A well-informed citizenry is the most powerful revolutionary force in our Constitutional republic.

U.S. Founding Documents

THE AMERICAN FEDERAL GOVERNMENT by John H. Ferguson and Dean E. McHenry, McGraw-Hill Book Co., 1947, 1973.
Chapter 2: Nation Building: American Style
"Revolt and Independence"
Legitimate Rulers or Rebels?
Two important questions of constitutional law were raised by the Declaration. The document declared that these United Colonies are... absolved from all allegiance to the British Crown, and that all political connection between them and the state of Great Britain, is and ought to be totally dissolved...

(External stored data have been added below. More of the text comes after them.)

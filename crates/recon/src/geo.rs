//! Coordinate-based matching for Space records.
//!
//! Stage 1 asks the geocoder for the address at the local coordinate and
//! accepts when the place name appears in it; no knowledge-base call is made.
//! Stage 2 text-searches the knowledge base for the name and accepts the hit
//! when any of its coordinates lies within tolerance on both axes.

use serde::Serialize;

use crate::lookup::{ExternalLookup, LookupError};
use crate::model::{Coordinate, TextHit};

/// Loose tolerance for exploratory, one-off place lookups.
pub const EXPLORATORY_TOLERANCE: f64 = 0.9;
/// Default tolerance for catalog reconciliation.
pub const RECONCILE_TOLERANCE: f64 = 0.1;

#[derive(Debug, Clone, PartialEq, Serialize)]
#[serde(tag = "result", rename_all = "snake_case")]
pub enum GeoMatch {
    /// The reverse-geocoded address mentions the place name.
    ConfirmedByAddress { address: String },
    /// A knowledge-base entity with a nearby coordinate.
    Identified { hit: TextHit, coordinate: Coordinate },
    NoMatch,
}

/// Case-insensitive substring test of `name` within `address`.
pub fn address_mentions(address: &str, name: &str) -> bool {
    let name = name.trim();
    !name.is_empty() && address.to_lowercase().contains(&name.to_lowercase())
}

pub fn match_place<L: ExternalLookup + ?Sized>(
    lookup: &L,
    name: &str,
    coordinate: Coordinate,
    language: &str,
    tolerance: f64,
) -> Result<GeoMatch, LookupError> {
    if let Some(address) = lookup.reverse_geocode(coordinate)? {
        if address_mentions(&address, name) {
            return Ok(GeoMatch::ConfirmedByAddress { address });
        }
    }

    let Some(hit) = lookup.search_by_text(name, language)? else {
        return Ok(GeoMatch::NoMatch);
    };

    let nearby = lookup
        .coordinates_of(&hit.id)?
        .into_iter()
        .find(|c| c.within(&coordinate, tolerance));

    Ok(match nearby {
        Some(coordinate) => GeoMatch::Identified { hit, coordinate },
        None => GeoMatch::NoMatch,
    })
}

Did this destroy British sovereignty, as it announced, or did the colonies remain merely in a state of rebellion until the end of the war? To the British, the colonists were rebels, but the American view has been that the Declaration made them independent and sovereign both internally and externally; hence all steps taken by the Congress on and after that date had the sanction of law. This view was pointedly stated by Justice Story: The Declaration of Independence has... always been treated as an act of paramount and sovereign authority, complete and perfect per se, and ipso facto working an entire dissolution of all political connection with, and allegiance to, Great Britain. And this, not merely as a practical fact, but in a legal and constitutional view of the matter by the courts of justice.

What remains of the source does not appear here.